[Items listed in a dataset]
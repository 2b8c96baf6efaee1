//! # Formloom Engine
//!
//! Keeps every field's local value consistent with one shared document.
//!
//! ## Architecture
//!
//! ```text
//! ┌──────────────────────────────────────────────────────┐
//! │ Form                                                 │
//! │  DocumentStore ─── version ───► dispatch (in order)  │
//! │       ▲                              │               │
//! │       │ commit                       ▼               │
//! │  CommitScheduler ◄── edit ──── FieldRuntime × leaves │
//! │   debounce / apply queue       guards, validation,   │
//! │                                compute, readiness    │
//! └──────────────────────────────────────────────────────┘
//! ```
//!
//! ## Example
//!
//! ```rust,ignore
//! let mut form = Form::new(&fields, FormOptions::default())?;
//! let email = form.node_by_name("email").unwrap();
//! form.on_change(email, json!("ada@example.com"))?;
//! form.on_blur(email)?;
//! for event in form.drain_events() { /* ... */ }
//! ```

mod config;
mod errors;
mod events;
mod form;
mod guards;
mod managed;
mod radio;
mod readiness;
mod runtime;
mod scheduler;
mod session;
mod validation;

#[cfg(feature = "async")]
mod driver;

pub use config::FormConfig;
pub use errors::{FormError, Result};
pub use events::{FormEvent, FormStats};
pub use form::{Form, FormOptions};
pub use guards::{Breakpoint, FieldGuards, GuardCache, GuardResolver, NodeGuards};
pub use managed::{FieldHandle, ManagedField};
pub use radio::RadioCoordinator;
pub use readiness::ReadinessCoordinator;
pub use runtime::{FieldRuntime, FieldRuntimeMemory, RuntimeState};
pub use scheduler::{ApplyQueue, CommitScheduler, DueTimer, TimerKind};
pub use session::FormSession;
pub use validation::{FieldProbe, ValidationAggregator, ValidationReport, Verdict};

#[cfg(feature = "async")]
pub use driver::{FormCommand, FormDriver};

pub use formloom_descriptor::{ComputeError, NodeId};
pub use formloom_document::{Rebase, StoreMode};
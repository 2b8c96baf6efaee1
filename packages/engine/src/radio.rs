//! Radio group selection.
//!
//! Radios sharing a name form one group no matter where they sit in the
//! tree. The coordinator keeps the selected value per group so every radio
//! can report whether it is checked without walking its siblings. The
//! document always wins: incoming versions overwrite the map.

use formloom_descriptor::CompiledForm;
use serde_json::Value;
use std::collections::HashMap;
use tracing::debug;

#[derive(Debug, Default)]
pub struct RadioCoordinator {
    selections: HashMap<String, Value>,
}

impl RadioCoordinator {
    /// Seed every group with its descriptor default
    pub fn seed(form: &CompiledForm) -> Self {
        let mut selections = HashMap::new();
        for &id in form.leaves() {
            let node = form.node(id);
            if !node.kind().is_radio() {
                continue;
            }
            let Some(name) = node.name() else { continue };
            if selections.contains_key(name) {
                continue;
            }
            if let Some(default) = form.radio_default(name) {
                selections.insert(name.to_string(), default.clone());
            }
        }
        Self { selections }
    }

    pub fn selected(&self, group: &str) -> Option<&Value> {
        self.selections.get(group)
    }

    pub fn is_checked(&self, group: &str, radio_value: &str) -> bool {
        matches!(self.selections.get(group), Some(Value::String(s)) if s == radio_value)
    }

    /// Adopt the document's value for a group; returns whether it moved
    pub fn reconcile(&mut self, group: &str, document_value: &Value) -> bool {
        if document_value.is_null() {
            return self.selections.remove(group).is_some();
        }
        if self.selections.get(group) == Some(document_value) {
            return false;
        }
        self.selections
            .insert(group.to_string(), document_value.clone());
        true
    }

    pub fn select(&mut self, group: &str, value: Value) {
        debug!(group, value = %value, "Radio selected");
        self.selections.insert(group.to_string(), value);
    }

    pub fn teardown(&mut self) {
        self.selections.clear();
    }

    pub fn len(&self) -> usize {
        self.selections.len()
    }

    pub fn is_empty(&self) -> bool {
        self.selections.is_empty()
    }
}
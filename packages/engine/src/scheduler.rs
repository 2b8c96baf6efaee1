//! # Commit Scheduler
//!
//! Debounce windows, apply-queue retries and the clock they run on.
//!
//! Time is explicit: the form only moves forward when the host calls
//! `advance`. That keeps every ordering decision deterministic, and lets
//! the async driver map real time onto the same clock.
//!
//! Every field carries a generation that bumps on each local edit. A timer
//! remembers the generation it was armed for; when it comes due with a
//! stale generation it is dropped, which is how a fresher edit supersedes
//! both a waiting debounce and a waiting apply retry.
//!
//! ```text
//! edit ──► generation + 1 ──► arm(window) ──► due ──► flush
//!                                              │ busy
//!                                              └──► retry(attempt + 1)
//! ```

use crate::config::FormConfig;
use formloom_descriptor::NodeId;
use std::collections::{BTreeMap, HashMap, HashSet};
use std::time::Duration;
use tracing::debug;

#[derive(Debug, Clone, Copy, PartialEq, Eq)]
pub enum TimerKind {
    Debounce,
    ApplyRetry { attempt: u32 },
}

#[derive(Debug, Clone, Copy, PartialEq, Eq)]
pub struct DueTimer {
    pub node: NodeId,
    pub generation: u64,
    pub kind: TimerKind,
    pub deadline: Duration,
}

/// Fields whose last commit has not finished applying
#[derive(Debug, Default)]
pub struct ApplyQueue {
    in_flight: HashSet<NodeId>,
}

impl ApplyQueue {
    pub fn is_in_flight(&self, node: NodeId) -> bool {
        self.in_flight.contains(&node)
    }

    pub fn begin(&mut self, node: NodeId) {
        self.in_flight.insert(node);
    }

    pub fn finish(&mut self, node: NodeId) {
        self.in_flight.remove(&node);
    }

    pub fn len(&self) -> usize {
        self.in_flight.len()
    }

    pub fn is_empty(&self) -> bool {
        self.in_flight.is_empty()
    }
}

#[derive(Debug)]
pub struct CommitScheduler {
    now: Duration,
    seq: u64,
    timers: BTreeMap<(Duration, u64), DueTimer>,
    armed: HashMap<NodeId, (Duration, u64)>,
    generations: HashMap<NodeId, u64>,
    apply: ApplyQueue,
    retry_delay: Duration,
    max_attempts: u32,
}

impl CommitScheduler {
    pub fn new(config: &FormConfig) -> Self {
        Self {
            now: Duration::ZERO,
            seq: 0,
            timers: BTreeMap::new(),
            armed: HashMap::new(),
            generations: HashMap::new(),
            apply: ApplyQueue::default(),
            retry_delay: config.apply_retry_delay(),
            max_attempts: config.apply_max_attempts,
        }
    }

    pub fn now(&self) -> Duration {
        self.now
    }

    pub fn generation(&self, node: NodeId) -> u64 {
        self.generations.get(&node).copied().unwrap_or(0)
    }

    /// Register a local edit: bumps the generation and cancels any timer
    pub fn edit(&mut self, node: NodeId) -> u64 {
        self.cancel(node);
        let generation = self.generations.entry(node).or_insert(0);
        *generation += 1;
        *generation
    }

    /// (Re)arm the debounce timer
    pub fn arm(&mut self, node: NodeId, window: Duration) -> Duration {
        let deadline = self.now + window;
        self.insert(node, TimerKind::Debounce, deadline);
        deadline
    }

    /// Schedule another apply attempt; false once the ceiling is reached
    pub fn retry(&mut self, node: NodeId, attempt: u32) -> bool {
        if attempt > self.max_attempts {
            return false;
        }
        let deadline = self.now + self.retry_delay;
        debug!(node = %node, attempt, "Apply busy, retrying");
        self.insert(node, TimerKind::ApplyRetry { attempt }, deadline);
        true
    }

    fn insert(&mut self, node: NodeId, kind: TimerKind, deadline: Duration) {
        self.cancel(node);
        self.seq += 1;
        let key = (deadline, self.seq);
        self.timers.insert(
            key,
            DueTimer {
                node,
                generation: self.generation(node),
                kind,
                deadline,
            },
        );
        self.armed.insert(node, key);
    }

    pub fn cancel(&mut self, node: NodeId) {
        if let Some(key) = self.armed.remove(&node) {
            self.timers.remove(&key);
        }
    }

    pub fn armed(&self, node: NodeId) -> Option<TimerKind> {
        self.armed
            .get(&node)
            .and_then(|key| self.timers.get(key))
            .map(|timer| timer.kind)
    }

    pub fn is_waiting_retry(&self, node: NodeId) -> bool {
        matches!(self.armed(node), Some(TimerKind::ApplyRetry { .. }))
    }

    pub fn next_deadline(&self) -> Option<Duration> {
        self.timers.keys().next().map(|(deadline, _)| *deadline)
    }

    /// Pop the earliest timer due at or before `until`, moving the clock
    /// to its deadline. Stale generations are dropped here.
    pub fn pop_due(&mut self, until: Duration) -> Option<DueTimer> {
        loop {
            let (&key, _) = self.timers.iter().next()?;
            if key.0 > until {
                return None;
            }
            let timer = self.timers.remove(&key)?;
            if self.armed.get(&timer.node) == Some(&key) {
                self.armed.remove(&timer.node);
            }
            self.now = self.now.max(timer.deadline);

            if timer.generation != self.generation(timer.node) {
                debug!(node = %timer.node, "Dropping superseded timer");
                continue;
            }
            return Some(timer);
        }
    }

    /// Move the clock forward; never backwards
    pub fn set_now(&mut self, at: Duration) {
        self.now = self.now.max(at);
    }

    pub fn apply(&self) -> &ApplyQueue {
        &self.apply
    }

    pub fn apply_mut(&mut self) -> &mut ApplyQueue {
        &mut self.apply
    }

    pub fn clear(&mut self) {
        self.timers.clear();
        self.armed.clear();
        self.apply = ApplyQueue::default();
    }
}

#[cfg(test)]
mod tests {
    use super::*;
    use formloom_descriptor::{compile, FieldDescriptor};

    fn nodes() -> (NodeId, NodeId) {
        let form = compile(&[FieldDescriptor::text("a"), FieldDescriptor::text("b")]).unwrap();
        (form.leaves()[0], form.leaves()[1])
    }

    fn ms(n: u64) -> Duration {
        Duration::from_millis(n)
    }

    #[test]
    fn test_rearm_replaces_timer() {
        let (a, _) = nodes();
        let mut scheduler = CommitScheduler::new(&FormConfig::default());

        scheduler.edit(a);
        scheduler.arm(a, ms(300));
        scheduler.set_now(ms(100));
        scheduler.edit(a);
        scheduler.arm(a, ms(300));

        assert_eq!(scheduler.next_deadline(), Some(ms(400)));
        assert_eq!(scheduler.pop_due(ms(399)), None);

        let due = scheduler.pop_due(ms(400)).unwrap();
        assert_eq!(due.node, a);
        assert_eq!(due.kind, TimerKind::Debounce);
        assert_eq!(scheduler.now(), ms(400));
        assert_eq!(scheduler.next_deadline(), None);
    }

    #[test]
    fn test_timers_fire_in_deadline_order() {
        let (a, b) = nodes();
        let mut scheduler = CommitScheduler::new(&FormConfig::default());
        scheduler.edit(a);
        scheduler.arm(a, ms(50));
        scheduler.edit(b);
        scheduler.arm(b, ms(20));

        assert_eq!(scheduler.pop_due(ms(100)).map(|t| t.node), Some(b));
        assert_eq!(scheduler.pop_due(ms(100)).map(|t| t.node), Some(a));
    }

    #[test]
    fn test_fresher_edit_supersedes_retry() {
        let (a, _) = nodes();
        let mut scheduler = CommitScheduler::new(&FormConfig::default());
        scheduler.edit(a);
        assert!(scheduler.retry(a, 1));
        assert!(scheduler.is_waiting_retry(a));

        // A new edit cancels the waiting retry outright
        scheduler.edit(a);
        assert!(!scheduler.is_waiting_retry(a));
        assert_eq!(scheduler.pop_due(ms(1000)), None);
    }

    #[test]
    fn test_retry_ceiling() {
        let (a, _) = nodes();
        let config = FormConfig {
            apply_max_attempts: 2,
            ..FormConfig::default()
        };
        let mut scheduler = CommitScheduler::new(&config);
        assert!(scheduler.retry(a, 1));
        assert!(scheduler.retry(a, 2));
        assert!(!scheduler.retry(a, 3));
    }

    #[test]
    fn test_clock_never_moves_back() {
        let mut scheduler = CommitScheduler::new(&FormConfig::default());
        scheduler.set_now(ms(10));
        scheduler.set_now(ms(5));
        assert_eq!(scheduler.now(), ms(10));
    }
}
pub struct Form {
    compiled: Arc<CompiledForm>,
    config: FormConfig,
    store: DocumentStore,
    session: FormSession,
    runtimes: Vec<FieldRuntime>,
    slots: Vec<Option<usize>>,
    scheduler: CommitScheduler,
    readiness: ReadinessCoordinator,
    computes: FuturesUnordered<ComputeTask>,
    fallback: Option<Fallback>,
    events: Vec<FormEvent>,
    stats: FormStats,
    dispatched: Option<u64>,
    healed: Vec<NodeId>,
    focused: Option<NodeId>,
    changed: bool,
    mounted: bool,
}

impl fmt::Debug for Form {
    fn fmt(&self, f: &mut fmt::Formatter<'_>) -> fmt::Result {
        f.debug_struct("Form")
            .field("version", &self.store.version())
            .field("fields", &self.runtimes.len())
            .field("ready", &self.readiness.is_ready())
            .field("pending_computes", &self.computes.len())
            .field("mounted", &self.mounted)
            .finish_non_exhaustive()
    }
}
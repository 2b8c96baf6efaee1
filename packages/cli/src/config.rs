use formloom_engine::{Breakpoint, FormConfig, FormOptions, StoreMode};
use serde::{Deserialize, Serialize};
use serde_json::Value;
use std::path::PathBuf;

pub const DEFAULT_CONFIG_NAME: &str = "formloom.config.json";

/// Formloom configuration file format
#[derive(Debug, Clone, Default, PartialEq, Serialize, Deserialize)]
#[serde(rename_all = "camelCase")]
pub struct Config {
    /// Engine timings (debounce windows, apply retries)
    #[serde(flatten)]
    pub engine: FormConfig,

    /// Who owns the document
    #[serde(default)]
    pub mode: StoreMode,

    #[serde(default)]
    pub breakpoint: Breakpoint,

    /// Passed to every predicate
    #[serde(default)]
    pub payload: Value,
}

impl Config {
    /// Load config from a directory
    pub fn load(cwd: &str) -> anyhow::Result<Self> {
        let config_path = PathBuf::from(cwd).join(DEFAULT_CONFIG_NAME);

        if config_path.exists() {
            let content = std::fs::read_to_string(&config_path)?;
            let config: Config = serde_json::from_str(&content)?;
            Ok(config)
        } else {
            // Return default config if none exists
            Ok(Config::default())
        }
    }

    pub fn form_options(&self) -> FormOptions {
        FormOptions::default()
            .with_config(self.engine.clone())
            .with_mode(self.mode)
            .with_breakpoint(self.breakpoint)
            .with_payload(self.payload.clone())
    }
}
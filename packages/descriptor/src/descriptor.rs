//! # Field Descriptors
//!
//! Static configuration for one node of a form tree.
//!
//! A descriptor is either a **leaf** (a field a widget binds to) or a
//! **layout** (a container whose children are descriptors themselves). The
//! variant lives in [`FieldKind`]; each variant carries only its own
//! configuration. Everything that applies to all nodes (name, guards,
//! validation, compute) sits on [`FieldDescriptor`].
//!
//! ```rust,ignore
//! let fields = vec![
//!     FieldDescriptor::text("email").with_validation(ValidationRules::required()),
//!     FieldDescriptor::checkbox("agree"),
//!     FieldDescriptor::button("submit", "Submit"),
//! ];
//! ```

use crate::callbacks::{
    Check, Compute, Fallback, PayloadPredicate, Predicate, Recompute, Transform,
};
use crate::validation::ValidationRules;
use serde_json::Value;
use std::time::Duration;

/// Static `hidden` flag or a payload-driven predicate
#[derive(Debug, Clone, Default)]
pub enum Hidden {
    #[default]
    Never,
    Always,
    When(PayloadPredicate),
}

impl Hidden {
    pub fn resolve(&self, payload: &Value) -> bool {
        match self {
            Hidden::Never => false,
            Hidden::Always => true,
            Hidden::When(predicate) => predicate.call(payload),
        }
    }
}

impl From<bool> for Hidden {
    fn from(hidden: bool) -> Self {
        if hidden {
            Hidden::Always
        } else {
            Hidden::Never
        }
    }
}

/// Shape of the value a leaf stores in the document
#[derive(Debug, Clone, Copy, PartialEq, Eq)]
pub enum ValueShape {
    /// Free text, stored as a string
    Text,
    /// Checkbox / switch, stored as a boolean
    Flag,
    /// Single choice, string or null
    Choice,
    /// Multiple choice, array of strings
    Multi,
    /// Nothing stored
    None,
}

#[derive(Debug, Clone)]
pub enum FieldKind {
    // Leaves
    Text {
        multiline: bool,
        placeholder: Option<String>,
    },
    Checkbox,
    Switch,
    Radio {
        radio_value: String,
    },
    Combo {
        items: Vec<String>,
    },
    Items {
        items: Vec<String>,
    },
    Button {
        title: String,
    },
    Typography {
        text: String,
    },
    Line {
        title: String,
    },

    // Layouts
    Group {
        fields: Vec<FieldDescriptor>,
    },
    Paper {
        fields: Vec<FieldDescriptor>,
    },
    Expansion {
        title: String,
        fields: Vec<FieldDescriptor>,
    },
    Fragment {
        fields: Vec<FieldDescriptor>,
    },
    Condition {
        child: Box<FieldDescriptor>,
    },
}

impl FieldKind {
    pub fn type_name(&self) -> &'static str {
        match self {
            FieldKind::Text { .. } => "text",
            FieldKind::Checkbox => "checkbox",
            FieldKind::Switch => "switch",
            FieldKind::Radio { .. } => "radio",
            FieldKind::Combo { .. } => "combo",
            FieldKind::Items { .. } => "items",
            FieldKind::Button { .. } => "button",
            FieldKind::Typography { .. } => "typography",
            FieldKind::Line { .. } => "line",
            FieldKind::Group { .. } => "group",
            FieldKind::Paper { .. } => "paper",
            FieldKind::Expansion { .. } => "expansion",
            FieldKind::Fragment { .. } => "fragment",
            FieldKind::Condition { .. } => "condition",
        }
    }

    pub fn is_layout(&self) -> bool {
        matches!(
            self,
            FieldKind::Group { .. }
                | FieldKind::Paper { .. }
                | FieldKind::Expansion { .. }
                | FieldKind::Fragment { .. }
                | FieldKind::Condition { .. }
        )
    }

    pub fn is_radio(&self) -> bool {
        matches!(self, FieldKind::Radio { .. })
    }

    pub fn value_shape(&self) -> ValueShape {
        match self {
            FieldKind::Text { .. } => ValueShape::Text,
            FieldKind::Checkbox | FieldKind::Switch => ValueShape::Flag,
            FieldKind::Radio { .. } | FieldKind::Combo { .. } => ValueShape::Choice,
            FieldKind::Items { .. } => ValueShape::Multi,
            _ => ValueShape::None,
        }
    }

    /// Discrete controls commit without a debounce window
    pub fn is_discrete(&self) -> bool {
        !matches!(self.value_shape(), ValueShape::Text | ValueShape::None)
    }

    /// Value written into a fresh document when no default is given
    pub fn initial_value(&self) -> Option<Value> {
        match self.value_shape() {
            ValueShape::Text => Some(Value::String(String::new())),
            ValueShape::Flag => Some(Value::Bool(false)),
            ValueShape::Choice => Some(Value::Null),
            ValueShape::Multi => Some(Value::Array(Vec::new())),
            ValueShape::None => None,
        }
    }

    pub fn children(&self) -> &[FieldDescriptor] {
        match self {
            FieldKind::Group { fields }
            | FieldKind::Paper { fields }
            | FieldKind::Expansion { fields, .. }
            | FieldKind::Fragment { fields } => fields,
            FieldKind::Condition { child } => std::slice::from_ref(child.as_ref()),
            _ => &[],
        }
    }

    pub fn children_mut(&mut self) -> &mut [FieldDescriptor] {
        match self {
            FieldKind::Group { fields }
            | FieldKind::Paper { fields }
            | FieldKind::Expansion { fields, .. }
            | FieldKind::Fragment { fields } => fields,
            FieldKind::Condition { child } => std::slice::from_mut(child.as_mut()),
            _ => Default::default(),
        }
    }

    /// Move the children out, leaving the layout's own configuration behind
    pub fn take_children(&mut self) -> Vec<FieldDescriptor> {
        match self {
            FieldKind::Group { fields }
            | FieldKind::Paper { fields }
            | FieldKind::Expansion { fields, .. }
            | FieldKind::Fragment { fields } => std::mem::take(fields),
            FieldKind::Condition { child } => {
                let placeholder = FieldDescriptor::new(FieldKind::Fragment { fields: Vec::new() });
                vec![std::mem::replace(child.as_mut(), placeholder)]
            }
            _ => Vec::new(),
        }
    }
}

/// Declarative configuration for one tree node
#[derive(Debug, Clone)]
pub struct FieldDescriptor {
    /// Document path; `None` means stateless
    pub name: Option<String>,

    pub kind: FieldKind,

    pub validation: Option<ValidationRules>,

    pub hidden: Hidden,
    pub phone_hidden: bool,
    pub tablet_hidden: bool,
    pub desktop_hidden: bool,

    /// Static guards
    pub disabled: bool,
    pub readonly: bool,

    pub is_visible: Option<Predicate>,
    pub is_disabled: Option<Predicate>,
    pub is_readonly: Option<Predicate>,
    pub is_invalid: Option<Check>,
    pub is_incorrect: Option<Check>,

    pub compute: Option<Compute>,
    pub should_recompute: Option<Recompute>,
    pub fallback: Option<Fallback>,

    pub read_transform: Option<Transform>,
    pub write_transform: Option<Transform>,

    pub default_value: Option<Value>,

    /// Overrides the per-kind debounce window
    pub debounce: Option<Duration>,
}

impl FieldDescriptor {
    pub fn new(kind: FieldKind) -> Self {
        Self {
            name: None,
            kind,
            validation: None,
            hidden: Hidden::Never,
            phone_hidden: false,
            tablet_hidden: false,
            desktop_hidden: false,
            disabled: false,
            readonly: false,
            is_visible: None,
            is_disabled: None,
            is_readonly: None,
            is_invalid: None,
            is_incorrect: None,
            compute: None,
            should_recompute: None,
            fallback: None,
            read_transform: None,
            write_transform: None,
            default_value: None,
            debounce: None,
        }
    }

    pub fn named(name: impl Into<String>, kind: FieldKind) -> Self {
        Self::new(kind).with_name(name)
    }

    pub fn text(name: impl Into<String>) -> Self {
        Self::named(
            name,
            FieldKind::Text {
                multiline: false,
                placeholder: None,
            },
        )
    }

    pub fn checkbox(name: impl Into<String>) -> Self {
        Self::named(name, FieldKind::Checkbox)
    }

    pub fn switch(name: impl Into<String>) -> Self {
        Self::named(name, FieldKind::Switch)
    }

    pub fn radio(name: impl Into<String>, radio_value: impl Into<String>) -> Self {
        Self::named(
            name,
            FieldKind::Radio {
                radio_value: radio_value.into(),
            },
        )
    }

    pub fn combo(name: impl Into<String>, items: Vec<String>) -> Self {
        Self::named(name, FieldKind::Combo { items })
    }

    pub fn items(name: impl Into<String>, items: Vec<String>) -> Self {
        Self::named(name, FieldKind::Items { items })
    }

    pub fn button(name: impl Into<String>, title: impl Into<String>) -> Self {
        Self::named(
            name,
            FieldKind::Button {
                title: title.into(),
            },
        )
    }

    pub fn typography(text: impl Into<String>) -> Self {
        Self::new(FieldKind::Typography { text: text.into() })
    }

    pub fn group(fields: Vec<FieldDescriptor>) -> Self {
        Self::new(FieldKind::Group { fields })
    }

    pub fn paper(fields: Vec<FieldDescriptor>) -> Self {
        Self::new(FieldKind::Paper { fields })
    }

    pub fn expansion(title: impl Into<String>, fields: Vec<FieldDescriptor>) -> Self {
        Self::new(FieldKind::Expansion {
            title: title.into(),
            fields,
        })
    }

    pub fn fragment(fields: Vec<FieldDescriptor>) -> Self {
        Self::new(FieldKind::Fragment { fields })
    }

    pub fn condition(child: FieldDescriptor) -> Self {
        Self::new(FieldKind::Condition {
            child: Box::new(child),
        })
    }

    pub fn with_name(mut self, name: impl Into<String>) -> Self {
        self.name = Some(name.into());
        self
    }

    pub fn with_validation(mut self, rules: ValidationRules) -> Self {
        self.validation = Some(rules);
        self
    }

    pub fn with_hidden(mut self, hidden: impl Into<Hidden>) -> Self {
        self.hidden = hidden.into();
        self
    }

    pub fn hidden_when(mut self, f: impl Fn(&Value) -> bool + Send + Sync + 'static) -> Self {
        self.hidden = Hidden::When(PayloadPredicate::new(f));
        self
    }

    pub fn with_breakpoint_hidden(mut self, phone: bool, tablet: bool, desktop: bool) -> Self {
        self.phone_hidden = phone;
        self.tablet_hidden = tablet;
        self.desktop_hidden = desktop;
        self
    }

    pub fn with_disabled(mut self, disabled: bool) -> Self {
        self.disabled = disabled;
        self
    }

    pub fn with_readonly(mut self, readonly: bool) -> Self {
        self.readonly = readonly;
        self
    }

    pub fn visible_when(
        mut self,
        f: impl Fn(&Value, &Value) -> bool + Send + Sync + 'static,
    ) -> Self {
        self.is_visible = Some(Predicate::new(f));
        self
    }

    pub fn disabled_when(
        mut self,
        f: impl Fn(&Value, &Value) -> bool + Send + Sync + 'static,
    ) -> Self {
        self.is_disabled = Some(Predicate::new(f));
        self
    }

    pub fn readonly_when(
        mut self,
        f: impl Fn(&Value, &Value) -> bool + Send + Sync + 'static,
    ) -> Self {
        self.is_readonly = Some(Predicate::new(f));
        self
    }

    pub fn invalid_when(
        mut self,
        f: impl Fn(&Value, &Value) -> Option<String> + Send + Sync + 'static,
    ) -> Self {
        self.is_invalid = Some(Check::new(f));
        self
    }

    pub fn incorrect_when(
        mut self,
        f: impl Fn(&Value, &Value) -> Option<String> + Send + Sync + 'static,
    ) -> Self {
        self.is_incorrect = Some(Check::new(f));
        self
    }

    pub fn with_compute(mut self, compute: Compute) -> Self {
        self.compute = Some(compute);
        self
    }

    pub fn with_should_recompute(mut self, recompute: Recompute) -> Self {
        self.should_recompute = Some(recompute);
        self
    }

    pub fn with_fallback(mut self, fallback: Fallback) -> Self {
        self.fallback = Some(fallback);
        self
    }

    pub fn with_read_transform(mut self, transform: Transform) -> Self {
        self.read_transform = Some(transform);
        self
    }

    pub fn with_write_transform(mut self, transform: Transform) -> Self {
        self.write_transform = Some(transform);
        self
    }

    pub fn with_default(mut self, value: Value) -> Self {
        self.default_value = Some(value);
        self
    }

    pub fn with_debounce(mut self, window: Duration) -> Self {
        self.debounce = Some(window);
        self
    }

    pub fn is_layout(&self) -> bool {
        self.kind.is_layout()
    }

    /// Named, non-layout nodes own a runtime that reports readiness
    pub fn is_stateful(&self) -> bool {
        self.name.is_some() && !self.kind.is_layout()
    }
}
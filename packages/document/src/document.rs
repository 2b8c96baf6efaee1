//! # Form Document
//!
//! One immutable snapshot of the shared form data plus its version number.
//!
//! The data sits behind an `Arc`, so handing a snapshot to every field
//! runtime during a dispatch is a pointer copy. Replacing the document
//! swaps the `Arc` and bumps the version; snapshots taken earlier keep
//! pointing at the old data.

use crate::{FieldPath, PathError};
use serde_json::Value;
use std::sync::Arc;

/// Versioned, copy-on-write form data
#[derive(Debug, Clone)]
pub struct FormDocument {
    data: Arc<Value>,

    /// Increments every time the data is replaced
    version: u64,
}

impl FormDocument {
    pub fn new(data: Value) -> Self {
        Self {
            data: Arc::new(data),
            version: 0,
        }
    }

    pub fn version(&self) -> u64 {
        self.version
    }

    pub fn data(&self) -> &Value {
        &self.data
    }

    /// Cheap shared handle to the current data
    pub fn snapshot(&self) -> Arc<Value> {
        Arc::clone(&self.data)
    }

    pub fn read(&self, path: &FieldPath) -> Value {
        path.read(&self.data)
    }

    /// Clone the data with `value` written at `path`; `self` is untouched
    pub fn with_value(&self, path: &FieldPath, value: Value) -> Result<Value, PathError> {
        path.set(&self.data, value)
    }

    /// Swap in new data and return the new version
    pub(crate) fn replace(&mut self, next: Value) -> u64 {
        self.data = Arc::new(next);
        self.version += 1;
        self.version
    }
}

impl PartialEq<Value> for FormDocument {
    fn eq(&self, other: &Value) -> bool {
        self.data.as_ref() == other
    }
}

[TASK OBJECTIVE]
On how many lines above does the word "content" appear? Only the number should be given.

[YOUR SOLUTION]
2